Oui, j’y crois. Non pas parce que l’homme a la volonté, mais il a les compétences et c’est parce qu’il y a ici au Bénin, le potentiel humain et riche. Seulement, on n’a pas assez exploité le potentiel humain. Vous avez une jeunesse brillante, intelligente qui a soif de réussir. Je crois que Patrice Talon va relever le défi. Vous savez, sa victoire est d’autant plus importante qu’elle a été acquise sur un homme, Lionel Zinsou, que je connais bien et qui a aussi énormément de talents. On le considère comme un homme qui a de l’expertise en matière de politique africaine. Au mois de juillet dernier, lorsque le président de la République française a fait son dernier voyage en Afrique, au Bénin et en Angola, les journalistes français ont demandé à ce que je fasse le matinal pour commenter le voyage du président de la République française. Les journalistes qui m’avaient interviewé dans le temps m’avaient demandé ce que je pensais de Lionel Zinsou. Je leur ai répondu que j’ai beaucoup d’estimes pour Lionel Zinsou. Il a prouvé qu’il avait des compétences valables. J’ai prédit qu’il sera battu si un jour il décidait d’être candidat. Et cela s’est passé. Je sais comment a réagi le peuple béninois, pour avoir eu la chance de grandir à ses côtés. J’avais des amis de tous les milieux et j’étais ami à tous les dirigeants de l’époque révolutionnaire.

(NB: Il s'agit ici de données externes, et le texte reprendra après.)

use std::sync::Arc;

use aws_sdk_cognitoidentityprovider::Client as CognitoClient;
use aws_sdk_dynamodb::Client as DynamoDbClient;
use lambda_http::{Body, Error, Request, Response, run, service_fn};

use table_booking::api::BookingApi;
use table_booking::config::{BookingConfig, load_aws_config};
use table_booking::identity::CognitoIdentity;
use table_booking::store::DynamoStore;

type Api = BookingApi<DynamoStore, CognitoIdentity>;

/// Main Lambda handler function
async fn function_handler(event: Request, api: &Api) -> Result<Response<Body>, Error> {
    Ok(api.handle(&event).await)
}

#[tokio::main]
async fn main() -> Result<(), Error> {
    lambda_http::tracing::init_default_subscriber();

    let config = BookingConfig::from_env()?;
    let sdk_config = load_aws_config(config.region.as_deref()).await;
    tracing::info!(
        tables = %config.collections.tables,
        reservations = %config.collections.reservations,
        stage = ?config.api_stage,
        "Booking API starting"
    );

    let api: Arc<Api> = Arc::new(
        BookingApi::new(
            DynamoStore::new(DynamoDbClient::new(&sdk_config)),
            CognitoIdentity::new(CognitoClient::new(&sdk_config), config.user_pool_name, config.client_name),
            config.collections,
        )
        .with_api_stage(config.api_stage),
    );

    run(service_fn(move |event: Request| {
        let api = Arc::clone(&api);
        async move { function_handler(event, &api).await }
    }))
    .await
}
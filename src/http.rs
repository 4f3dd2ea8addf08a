//! HTTP utilities for request/response handling and CORS

use lambda_http::http::header::{CONTENT_TYPE, HeaderName, HeaderValue};
use lambda_http::http::StatusCode;
use lambda_http::{Body, Response};
use serde::Serialize;
use serde::de::DeserializeOwned;
use serde_json::json;

use crate::error::ApiError;

/// Cross-origin headers attached to every response
pub const CORS_HEADERS: [(&str, &str); 4] = [
    (
        "access-control-allow-headers",
        "Content-Type,X-Amz-Date,Authorization,X-Api-Key,X-Amz-Security-Token",
    ),
    ("access-control-allow-origin", "*"),
    ("access-control-allow-methods", "*"),
    ("accept-version", "*"),
];

/// Wrap a status code and payload into the response envelope.
///
/// Never fails: an unknown status becomes 500 and a payload that cannot be
/// serialized is replaced by an error object.
pub fn json_response<T: Serialize + ?Sized>(status: u16, payload: &T) -> Response<Body> {
    let body = serde_json::to_string(payload)
        .unwrap_or_else(|e| json!({ "error": format!("Could not serialize response: {}", e) }).to_string());

    let mut response = Response::new(Body::from(body));
    *response.status_mut() = StatusCode::from_u16(status).unwrap_or(StatusCode::INTERNAL_SERVER_ERROR);

    let headers = response.headers_mut();
    for (key, value) in CORS_HEADERS {
        headers.insert(HeaderName::from_static(key), HeaderValue::from_static(value));
    }
    headers.insert(CONTENT_TYPE, HeaderValue::from_static("application/json"));

    response
}

/// Build an error response carrying `message` as `{"error": message}`
pub fn error_response(status: u16, message: &str) -> Response<Body> {
    json_response(status, &json!({ "error": message }))
}

/// Report an [`ApiError`] with its own status code
pub fn api_error_response(err: &ApiError) -> Response<Body> {
    error_response(err.status_code(), &err.to_string())
}

/// Deserialize the request body into `T`. An empty body is treated as `{}`.
pub fn parse_json_body<T: DeserializeOwned>(body: &Body) -> Result<T, ApiError> {
    let bytes: &[u8] = body.as_ref();
    if bytes.iter().all(u8::is_ascii_whitespace) {
        return Ok(serde_json::from_str("{}")?);
    }
    Ok(serde_json::from_slice(bytes)?)
}

/// Strip an API Gateway stage prefix (`/Prod/tables` -> `/tables`) and any trailing slash.
pub fn normalize_path<'a>(path: &'a str, stage: Option<&str>) -> &'a str {
    let path = match stage {
        Some(stage) => path
            .strip_prefix('/')
            .and_then(|rest| rest.strip_prefix(stage))
            .filter(|rest| rest.is_empty() || rest.starts_with('/'))
            .unwrap_or(path),
        None => path,
    };

    match path.trim_end_matches('/') {
        "" => "/",
        trimmed => trimmed,
    }
}
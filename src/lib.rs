//! Restaurant table booking functions and their companion Lambda handlers.

pub mod api;
pub mod config;
pub mod error;
pub mod handlers;
pub mod http;
pub mod identity;
pub mod models;
pub mod objects;
pub mod open_meteo;
pub mod router;
pub mod slots;
pub mod store;
pub mod triggers;

#[cfg(test)]
mod testing;
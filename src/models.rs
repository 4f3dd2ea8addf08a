use serde::{Deserialize, Serialize};
use serde_json::Value;

#[derive(Debug, Deserialize, Serialize, Clone, PartialEq)]
#[serde(rename_all = "camelCase")]
pub struct Table {
    pub id: i64,
    pub number: i64,
    #[serde(rename = "places")]
    pub seating_capacity: i64,
    pub is_vip: bool,
    #[serde(rename = "minOrder", default)]
    pub min_order_amount: Option<f64>,
}

#[derive(Debug, Deserialize, Serialize, Clone, PartialEq)]
#[serde(rename_all = "camelCase")]
pub struct Reservation {
    pub id: String,
    pub table_number: i64,
    #[serde(default, skip_serializing_if = "Option::is_none")]
    pub client_name: Option<String>,
    #[serde(default, skip_serializing_if = "Option::is_none")]
    pub phone_number: Option<String>,
    pub date: String,
    pub slot_time_start: String,
    pub slot_time_end: String,
}

#[derive(Debug, Deserialize, Serialize, Clone, PartialEq)]
#[serde(rename_all = "camelCase")]
pub struct Event {
    pub id: String,
    /// Stored as sent; clients use both numeric and string ids.
    pub principal_id: Value,
    pub created_at: String,
    pub body: Value,
}

/// One row of the audit trail produced from a change stream.
#[derive(Debug, Deserialize, Serialize, Clone, PartialEq)]
#[serde(rename_all = "camelCase")]
pub struct AuditEntry {
    pub id: String,
    pub item_key: Value,
    pub modification_time: String,
    #[serde(default, skip_serializing_if = "Option::is_none")]
    pub updated_attribute: Option<String>,
    #[serde(default, skip_serializing_if = "Option::is_none")]
    pub old_value: Option<Value>,
    pub new_value: Value,
}

// Request Bodies
#[derive(Debug, Deserialize)]
#[serde(rename_all = "camelCase")]
pub struct SignUpRequest {
    pub email: String,
    pub password: String,
    #[serde(default)]
    pub first_name: String,
    #[serde(default)]
    pub last_name: String,
}

#[derive(Debug, Deserialize)]
pub struct SignInRequest {
    pub email: String,
    pub password: String,
}

/// Reservation request as sent by the client. Every field is optional so that
/// missing data is reported as a validation error rather than a parse error.
#[derive(Debug, Default, Deserialize)]
#[serde(rename_all = "camelCase")]
pub struct CreateReservationRequest {
    pub table_number: Option<i64>,
    pub client_name: Option<String>,
    pub phone_number: Option<String>,
    pub date: Option<String>,
    pub slot_time_start: Option<String>,
    pub slot_time_end: Option<String>,
}

#[derive(Debug, Deserialize)]
#[serde(rename_all = "camelCase")]
pub struct CreateEventRequest {
    pub principal_id: Value,
    #[serde(default)]
    pub content: Value,
}
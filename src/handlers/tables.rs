//! Table handlers (create, list, get by id).
use serde::Serialize;
use serde_json::{Value, json};

use crate::error::{ApiError, Result};
use crate::models::Table;
use crate::store::{DocumentStore, Filter, Key, StoreError};

/// Render a stored item for the response body.
fn stored_payload<T: Serialize>(item: &T) -> Result<Value> {
    serde_json::to_value(item).map_err(|e| StoreError::Conversion(e.to_string()).into())
}

/// Persists a table as given. Tables are never updated afterwards.
pub async fn handle_create_table<S: DocumentStore>(table: Table, store: &S, collection: &str) -> Result<Value> {
    store.put(collection, &table).await?;
    Ok(json!({ "id": table.id }))
}

pub async fn handle_list_tables<S: DocumentStore>(store: &S, collection: &str) -> Result<Value> {
    let tables: Vec<Table> = store.scan(collection, &Filter::all()).await?;
    Ok(json!({ "tables": tables }))
}

/// Looks a table up by the `{tableId}` path parameter.
pub async fn handle_get_table<S: DocumentStore>(table_id: &str, store: &S, collection: &str) -> Result<Value> {
    let id: i64 = table_id
        .trim()
        .parse()
        .map_err(|_| ApiError::validation("Invalid table id"))?;

    let table: Table = store
        .get(collection, &Key::new("id", id))
        .await?
        .ok_or_else(|| ApiError::NotFound("Table not found".to_string()))?;

    stored_payload(&table)
}
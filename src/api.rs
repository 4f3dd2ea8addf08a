//! Booking API entry point: route, run the operation, format the envelope.

use lambda_http::{Body, Request, Response};
use serde_json::Value;
use tracing::{error, info};

use crate::config::Collections;
use crate::error::{ApiError, Result};
use crate::handlers::{
    handle_create_reservation, handle_create_table, handle_get_table, handle_list_reservations,
    handle_list_tables, handle_sign_in, handle_sign_up,
};
use crate::http::{api_error_response, json_response, normalize_path, parse_json_body};
use crate::identity::IdentityProvider;
use crate::router::{Operation, RouteMatch, resolve};
use crate::store::DocumentStore;

/// Long-lived state of the booking function: clients and configuration.
pub struct BookingApi<S, I> {
    store: S,
    identity: I,
    collections: Collections,
    api_stage: Option<String>,
}

impl<S: DocumentStore, I: IdentityProvider> BookingApi<S, I> {
    pub fn new(store: S, identity: I, collections: Collections) -> Self {
        Self { store, identity, collections, api_stage: None }
    }

    /// Strip `/{stage}` from incoming paths before routing.
    pub fn with_api_stage(mut self, stage: Option<String>) -> Self {
        self.api_stage = stage;
        self
    }

    /// Handle one request. Every outcome, including failures, is returned as
    /// a formatted response.
    pub async fn handle(&self, event: &Request) -> Response<Body> {
        let method = event.method().as_str();
        let path = normalize_path(event.uri().path(), self.api_stage.as_deref());

        let Some(route) = resolve(method, path) else {
            info!(method, path, "Unsupported route");
            return api_error_response(&ApiError::UnsupportedRoute);
        };

        let operation = route.operation;
        match self.dispatch(route, event.body()).await {
            Ok(payload) => json_response(200, &payload),
            Err(e) => {
                error!(?operation, error = %e, "Operation failed");
                api_error_response(&e)
            }
        }
    }

    async fn dispatch(&self, route: RouteMatch, body: &Body) -> Result<Value> {
        let collections = &self.collections;
        match route.operation {
            Operation::SignUp => handle_sign_up(parse_json_body(body)?, &self.identity).await,
            Operation::SignIn => handle_sign_in(parse_json_body(body)?, &self.identity).await,
            Operation::CreateTable => handle_create_table(parse_json_body(body)?, &self.store, &collections.tables).await,
            Operation::ListTables => handle_list_tables(&self.store, &collections.tables).await,
            Operation::GetTable => {
                let table_id = route
                    .param("tableId")
                    .ok_or_else(|| ApiError::validation("Missing table id"))?;
                handle_get_table(table_id, &self.store, &collections.tables).await
            }
            Operation::CreateReservation => {
                handle_create_reservation(parse_json_body(body)?, &self.store, collections).await
            }
            Operation::ListReservations => handle_list_reservations(&self.store, &collections.reservations).await,
        }
    }
}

Paris voyait aussi son échec ?
Non. Je ne parle que de moi. Mais à Paris, on pensait qu’il allait pouvoir être le futur président du Bénin.

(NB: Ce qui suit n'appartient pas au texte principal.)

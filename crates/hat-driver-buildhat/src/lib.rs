//! Raspberry Pi Build HAT driver.
//!
//! Drives the Build HAT motor controller over its serial link:
//! - [`HatConnection`]: one shared link per device path, with a background
//!   read loop and the bootstrap/firmware-recovery sequence
//! - [`ConnectionRegistry`]: reuses one connection per path
//! - [`HatMotor`]: open-loop power control of one port
//!
//! # Usage
//!
//! ```rust,ignore
//! use hat_core::serial::{SerialSettings, TokioSerialOpener};
//! use hat_core::Motor;
//! use hat_driver_buildhat::{ConnectionOptions, ConnectionRegistry, HatMotor};
//! use std::sync::Arc;
//!
//! let registry = ConnectionRegistry::new(
//!     Arc::new(TokioSerialOpener::new(SerialSettings::default())),
//!     ConnectionOptions::default(),
//! );
//! let conn = registry.get("/dev/serial0").await?;
//! let motor = HatMotor::new("left", conn, 0)?;
//! motor.set_power(0.5).await?;
//! ```

pub mod checksum;
pub mod connection;
pub mod factory;
pub mod firmware;
pub mod motor;
pub mod protocol;
pub mod registry;

pub use checksum::checksum;
pub use connection::{BootstrapState, BootstrapTiming, ConnectionOptions, HatConnection};
pub use factory::{MotorConfig, MotorFactory};
pub use firmware::{FirmwareBundle, FirmwareSource};
pub use motor::{parse_port, HatMotor};
pub use registry::{ConnectionRegistry, DEFAULT_PATH};
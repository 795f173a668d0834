//! Serial transport abstractions.
//!
//! The driver never talks to a UART directly. It receives a [`DynSerial`]
//! from a [`SerialOpener`], which lets tests substitute an in-memory port for
//! `tokio_serial::SerialStream`.
//!
//! # Example
//!
//! ```rust,ignore
//! use hat_core::serial::{SerialOpener, SerialSettings, TokioSerialOpener};
//!
//! let opener = TokioSerialOpener::new(SerialSettings::default());
//! let port = opener.open("/dev/serial0").await?;
//! ```

use crate::error::HatResult;
use async_trait::async_trait;
use serde::{Deserialize, Serialize};
use tokio::io::{AsyncRead, AsyncWrite};

/// Default Build HAT line rate.
pub const DEFAULT_BAUD: u32 = 115_200;

/// Trait alias for async serial port I/O.
///
/// Anything implementing `AsyncRead + AsyncWrite + Unpin + Send` can carry
/// the protocol:
/// - `tokio_serial::SerialStream` (real hardware)
/// - `tokio::io::DuplexStream` (testing)
/// - channel-backed mocks
pub trait SerialPortIO: AsyncRead + AsyncWrite + Unpin + Send {}

impl<T: AsyncRead + AsyncWrite + Unpin + Send> SerialPortIO for T {}

/// Type-erased boxed serial port.
pub type DynSerial = Box<dyn SerialPortIO>;

/// Line settings applied when opening a port.
///
/// Data bits, parity and stop bits are fixed at 8N1.
#[derive(Debug, Clone, PartialEq, Eq, Serialize, Deserialize)]
#[serde(default)]
pub struct SerialSettings {
    /// Baud rate (the Build HAT runs at 115200)
    pub baud_rate: u32,
    /// RTS/CTS hardware flow control
    pub flow_control: bool,
}

impl Default for SerialSettings {
    fn default() -> Self {
        Self {
            baud_rate: DEFAULT_BAUD,
            flow_control: true,
        }
    }
}

/// Opens the byte transport behind a device path.
#[async_trait]
pub trait SerialOpener: Send + Sync {
    /// Open `path` and return an exclusive handle to it.
    ///
    /// Dropping the returned handle closes the transport.
    async fn open(&self, path: &str) -> HatResult<DynSerial>;
}

/// [`SerialOpener`] backed by `tokio-serial`.
#[cfg(feature = "serial")]
#[derive(Debug, Clone, Default)]
pub struct TokioSerialOpener {
    settings: SerialSettings,
}

#[cfg(feature = "serial")]
impl TokioSerialOpener {
    /// Opener applying `settings` to every port.
    pub fn new(settings: SerialSettings) -> Self {
        Self { settings }
    }

    /// Settings applied on open.
    pub fn settings(&self) -> &SerialSettings {
        &self.settings
    }
}

#[cfg(feature = "serial")]
#[async_trait]
impl SerialOpener for TokioSerialOpener {
    async fn open(&self, path: &str) -> HatResult<DynSerial> {
        let port = open_serial_async(path, &self.settings).await?;
        Ok(Box::new(port))
    }
}

/// Open a serial port on a blocking thread.
///
/// Opening a tty can block on some platforms, so the open runs inside
/// `spawn_blocking`. Settings are 8N1 with the configured baud rate and flow
/// control.
#[cfg(feature = "serial")]
pub async fn open_serial_async(
    path: &str,
    settings: &SerialSettings,
) -> HatResult<tokio_serial::SerialStream> {
    use crate::error::HatError;
    use tokio_serial::SerialPortBuilderExt;

    let path_owned = path.to_string();
    let settings = settings.clone();

    let opened = tokio::task::spawn_blocking(move || {
        let flow_control = if settings.flow_control {
            tokio_serial::FlowControl::Hardware
        } else {
            tokio_serial::FlowControl::None
        };
        tokio_serial::new(&path_owned, settings.baud_rate)
            .data_bits(tokio_serial::DataBits::Eight)
            .parity(tokio_serial::Parity::None)
            .stop_bits(tokio_serial::StopBits::One)
            .flow_control(flow_control)
            .open_native_async()
    })
    .await
    .map_err(|e| HatError::Open {
        path: path.to_string(),
        source: std::io::Error::other(e),
    })?;

    let port = opened.map_err(|e| HatError::Open {
        path: path.to_string(),
        source: e.into(),
    })?;

    tracing::info!(port = path, baud = settings.baud_rate, "Opened Build HAT serial port");
    Ok(port)
}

On y a travaillé d’ailleurs
J’ai une chose à vous dire. Le Président de la République française, François Hollande, au moment où il était candidat pour la présidence de la République, poursuivait la France-Afrique. Mais depuis qu’il est président, nous sommes en plein dans la Françafrique. Dans ses mauvais comme bons côtés, cela m’a fait sourire. Quand Yayi Boni a été reçu à l’Elysée par François Hollande en présence de Laurent Fabius, on a dit que c’était le futur premier ministre de Lionel Zinsou. C’est le côté obscur de la Françafrique et on y est en plein. Si on l’avait fait au temps de Sarkozy, tout le monde nous serait tombé dessus. C’est ça qui devait prendre fin. C’est pour cela que depuis quelques années, je prends des positions qui sont contraires à celles prises il y a trente ans. Je ne veux plus que cela continue. J’ai été contre le financement, par les Africains, des hommes politiques français. Je l’ai vu, je l’ai vécu, je l’ai dit.
Vous l‘avez pratiqué ?
Bien sûr. Je ne veux plus que cela se passe. Je ne veux plus que ce soit l’étranger qui choisisse les hommes africains.
Pensez-vous que les Béninois notamment le président Nicéphore Soglo qui disait que c’est la France qui voulait réimposer le colon avait raison et que le peuple avait bien réagi ?
Ce que pense Nicéphore Soglo n’est pas ce que je pense. Moi, je pensais manœuvrer. Je pense que c’est aux Africains de désigner ou de chasser leurs présidents.
Et c’est ce qui a été fait. Lionel Zinsou a largement échoué?
Il a échoué, non pas parce qu’il était un mauvais candidat, parce qu’il avait la bénédiction de Paris. Aujourd’hui, ça ne passe pas et encore moins au Bénin. Vous êtes en avance de mille coudés sur le Sénégal, sur le plan de la maturité politique. Vous êtes en tête en matière de démocratie, derrière vous le Sénégal et très loin les autres pays. N’oubliez pas que vous avez été le pays de la première conférence nationale et je dirai au passage que j’étais le seul « yovo » présent à la conférence nationale en 1990 et que le président Kérékou avait invité. On a vu un homme comme le président Kérékou qui était tout sauf permissif. C’est un homme d’autorité et la conférence nationale avait peur qu’il la nettoie. Il a fait un discours extraordinaire. Il a quitté le pouvoir. Il s’est installé dans cette villa qui me tourne le dos, où je suis allé tout à l’heure en pèlerinage. Cet homme m’a marqué. Il était remarquable. J’ai eu des liens de complicité avec lui. Il s’est retiré et quelques années après, le peuple l’a rappelé.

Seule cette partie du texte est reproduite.